As to the Continental model, as you've pointed out, had those in favor of political organizing the cohesion necessary to bring it off, we could have staved off the election of the last 3 statist bastards from both parties, and undone 20 years of mischief by never letting it happen. But they can't even sustain a separate identity for 2 years at this point. Sharper focus, better organization, and a strategy that sees beyond "Throw the bums out" would seem to be in order.

Absolutely lastly, the organs of the current machine posses the means to detect and suppress dissent for which George III, Hitler, Stalin, and Mao would have salivated visibly.
The Continental model is a good outline, but the requirements for simultaneous discretion and transparency will be far more challenging when the tyrants aren't separated by a two-week ocean voyage, and there are 150M quisling would-be Tories already in the king's pay, with more than a passing interest in the failure of our enterprise. Hence the 138% turnout to vote out one poor Congressman, and the near absolute lack of mainstream remarks upon the occasion.

While I'd certainly support the efforts you outline, I think to insure long-term success will require a transformation of the culture of a type seldom seen, and I suspect both efforts will be overtaken by drastic events long before either approach can bear much fruit.

Random curiousity: what particular instrument were you using at Appleseed?

Best Regards,

Joe in Reno said...

If you are getting your hits , it doesn't matter where your legs are. Consistency counts not a specific position.I watch NRA Master & H_Masters shoot all the time. Some are leg up, some cross their ankles, some spread wide, etc. The key is they do the same thing the same way each and every time.
I think highly of the Appleseed program, but a lot of their instructors have little if any experience outside the program and follow the "book" by rote. It works well until you get above the fundamental level, and then you have to find what will functionally improve you.

Anonymous said...

You know, Ron Paul had an interesting point on competing currencies, but right now I'd be ec-freaking-static if we could go back to a Constitutionally printed, commodity backed currency.

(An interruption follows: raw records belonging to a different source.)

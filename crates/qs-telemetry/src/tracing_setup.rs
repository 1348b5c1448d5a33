//! Subscriber setup.
//!
//! Installs a global `tracing` subscriber with an `EnvFilter` and either a
//! JSON or a human-readable `fmt` layer. Log lines go to stderr so command
//! output on stdout stays clean.

use tracing_subscriber::{layer::SubscriberExt, util::SubscriberInitExt, EnvFilter};

use crate::{TelemetryConfig, TelemetryError};

/// Build the level filter from the configuration.
pub fn build_filter(config: &TelemetryConfig) -> Result<EnvFilter, TelemetryError> {
    EnvFilter::try_new(&config.log_level).map_err(|e| TelemetryError::Config(e.to_string()))
}

/// Install the global subscriber.
pub fn init_tracing(config: &TelemetryConfig) -> Result<(), TelemetryError> {
    let env_filter = build_filter(config)?;

    if !config.console_output {
        return tracing_subscriber::registry()
            .with(env_filter)
            .try_init()
            .map_err(|e| TelemetryError::SubscriberInit(e.to_string()));
    }

    if config.json_logs {
        // JSON output for containers
        let json_layer = tracing_subscriber::fmt::layer()
            .json()
            .with_writer(std::io::stderr)
            .with_target(true)
            .with_thread_ids(true)
            .with_file(true)
            .with_line_number(true);

        tracing_subscriber::registry()
            .with(env_filter)
            .with(json_layer)
            .try_init()
            .map_err(|e| TelemetryError::SubscriberInit(e.to_string()))
    } else {
        // Pretty output for development
        let fmt_layer = tracing_subscriber::fmt::layer()
            .with_writer(std::io::stderr)
            .with_target(false)
            .with_thread_ids(false)
            .with_file(false)
            .with_line_number(false)
            .with_ansi(config.ansi);

        tracing_subscriber::registry()
            .with(env_filter)
            .with(fmt_layer)
            .try_init()
            .map_err(|e| TelemetryError::SubscriberInit(e.to_string()))
    }
}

Constitutional changes can wait until after we've kicked the Fed and fiat currencies to the curb.

Besides, the last time we had competing state currencies, it worked out similarly to what Aesop said. Some were valuable, others were essentially worthless, and we ditched the idea along with the Articles of Confederation. Going back to a standard of precious metals would open up the economy to common non-cash transactions, and effects a lot of the same benefits of competing currencies.


Anonymous said...

In support of Appleseed, you've got to remember that the program is primarily designed to: 1) provide the basic concepts of rifle marksmanship in a short period of time to mostly inexperienced shooters; and 2) use marksmanship training as a "hook" to stimulate a greater understanding of our American history and heritage that existed when the Colonists finally rebelled against England on April 19, 1776.

Anonymous said...

I think you meant 1775.

I also doubt anyone has a quibble w/Appleseed.
Their basics are the same as taught by the NRA, the Army, & the USMC. Pretty good company.

AM said...


Article 1 Section 8 authorizes congress to create currency, you are thinking of Article 1 section 10 that prohibits the states from creating currency and "bills of credit" which didn't stop California from issuing "vouchers" instead of money for state tax returns. Nor has it stopped the various state/local bonds from being issued (although bonds must be redeemed before being used to pay taxes, therefore are constitutionally a bill of credit, it is semantics for sure).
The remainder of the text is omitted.